Wednesday, September 20, 2006

Godzilla as you have never seen him

After years of watching men in rubber suits kick over obviously fake buildings, it is difficult to conceive of the Godzilla concept as anything other than campy diversion.
That's why you should watch "Gojira."
I watched "Gojira," the 1954 Japanese original film, on DVD last night. A real sense of dread permeates the black-and-white, flickering images. The dialogue -- in subtitles -- reveals the resonance of war.
Think of it: Just nine years after atomic destruction laid waste to Hiroshima and Nagasaki, Japanese cinema-goers saw Tokyo -- the heart of Japan -- suffering the same fate.
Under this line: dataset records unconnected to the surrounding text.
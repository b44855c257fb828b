//! The reusable chunk transfer buffer.

use crate::config::{AccessMode, StreamConfig};

/// One chunk's worth of audio bytes, owned by the active session.
///
/// Interleaved streams use a single buffer of `chunk_frames ×
/// bytes_per_frame` bytes; planar streams use one buffer per channel of
/// `chunk_frames × bytes_per_sample` bytes. The buffer is allocated once
/// and only re-sized when the configuration changes.
#[derive(Debug)]
pub enum TransferBuffer {
    /// Single interleaved buffer.
    Interleaved(Vec<u8>),
    /// One buffer per channel.
    Planar(Vec<Vec<u8>>),
}

impl TransferBuffer {
    /// Allocates a buffer sized for the given configuration.
    pub fn new(config: &StreamConfig) -> Self {
        match config.access {
            AccessMode::Interleaved => Self::Interleaved(vec![0; config.chunk_bytes()]),
            AccessMode::Planar => {
                let per_channel = config.chunk_frames * config.format.bytes_per_sample();
                Self::Planar(vec![vec![0; per_channel]; config.channels])
            }
        }
    }

    /// Re-sizes the buffer for a changed configuration, preserving nothing.
    pub fn reconfigure(&mut self, config: &StreamConfig) {
        *self = Self::new(config);
    }

    /// The interleaved buffer. Panics when the stream is planar.
    pub fn interleaved(&self) -> &[u8] {
        match self {
            Self::Interleaved(buf) => buf,
            Self::Planar(_) => panic!("planar stream has no interleaved buffer"),
        }
    }

    /// Mutable interleaved buffer. Panics when the stream is planar.
    pub fn interleaved_mut(&mut self) -> &mut [u8] {
        match self {
            Self::Interleaved(buf) => buf,
            Self::Planar(_) => panic!("planar stream has no interleaved buffer"),
        }
    }

    /// Per-channel buffers. Panics when the stream is interleaved.
    pub fn planar(&self) -> &[Vec<u8>] {
        match self {
            Self::Planar(bufs) => bufs,
            Self::Interleaved(_) => panic!("interleaved stream has no planar buffers"),
        }
    }

    /// Mutable per-channel buffers. Panics when the stream is interleaved.
    pub fn planar_mut(&mut self) -> &mut [Vec<u8>] {
        match self {
            Self::Planar(bufs) => bufs,
            Self::Interleaved(_) => panic!("interleaved stream has no planar buffers"),
        }
    }
}

#[cfg(test)]
mod tests {
    use super::*;
    use crate::format::SampleFormat;

    #[test]
    fn test_interleaved_sizing() {
        let config = StreamConfig {
            format: SampleFormat::S16_LE,
            channels: 2,
            chunk_frames: 512,
            ..StreamConfig::default()
        };
        let buffer = TransferBuffer::new(&config);
        assert_eq!(buffer.interleaved().len(), 512 * 4);
    }

    #[test]
    fn test_planar_sizing() {
        let config = StreamConfig {
            format: SampleFormat::S16_LE,
            channels: 2,
            chunk_frames: 512,
            access: AccessMode::Planar,
            ..StreamConfig::default()
        };
        let buffer = TransferBuffer::new(&config);
        assert_eq!(buffer.planar().len(), 2);
        assert_eq!(buffer.planar()[0].len(), 512 * 2);
    }

    #[test]
    fn test_reconfigure_resizes() {
        let mut config = StreamConfig::default();
        let mut buffer = TransferBuffer::new(&config);
        assert_eq!(buffer.interleaved().len(), 1024);

        config.chunk_frames = 2048;
        config.buffer_frames = 8192;
        buffer.reconfigure(&config);
        assert_eq!(buffer.interleaved().len(), 2048);
    }

    #[test]
    #[should_panic(expected = "no planar buffers")]
    fn test_wrong_accessor_panics() {
        let buffer = TransferBuffer::new(&StreamConfig::default());
        let _ = buffer.planar();
    }
}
In the B-movie version most Americans have seen -- "Godzilla: King of the Monsters" -- Raymond Burr and wooden actors from Los Angeles' Little Tokyo were grafted into the film and most of the scenes that relate the monster to Hiroshima and war were excised.
There is a scene in "Gojira" where a woman -- presumably a war widow -- clutches her small daughters as buildings crumble upon them. She reassures her screaming children that they will soon be reunited with their dead father in the next world. You would never see an emotionally wrought scene like that in just any monster movie.
No, "Gojira" means more than a man in a rubber suit walking over balsa-wood models, and that is why I recommend it to everyone.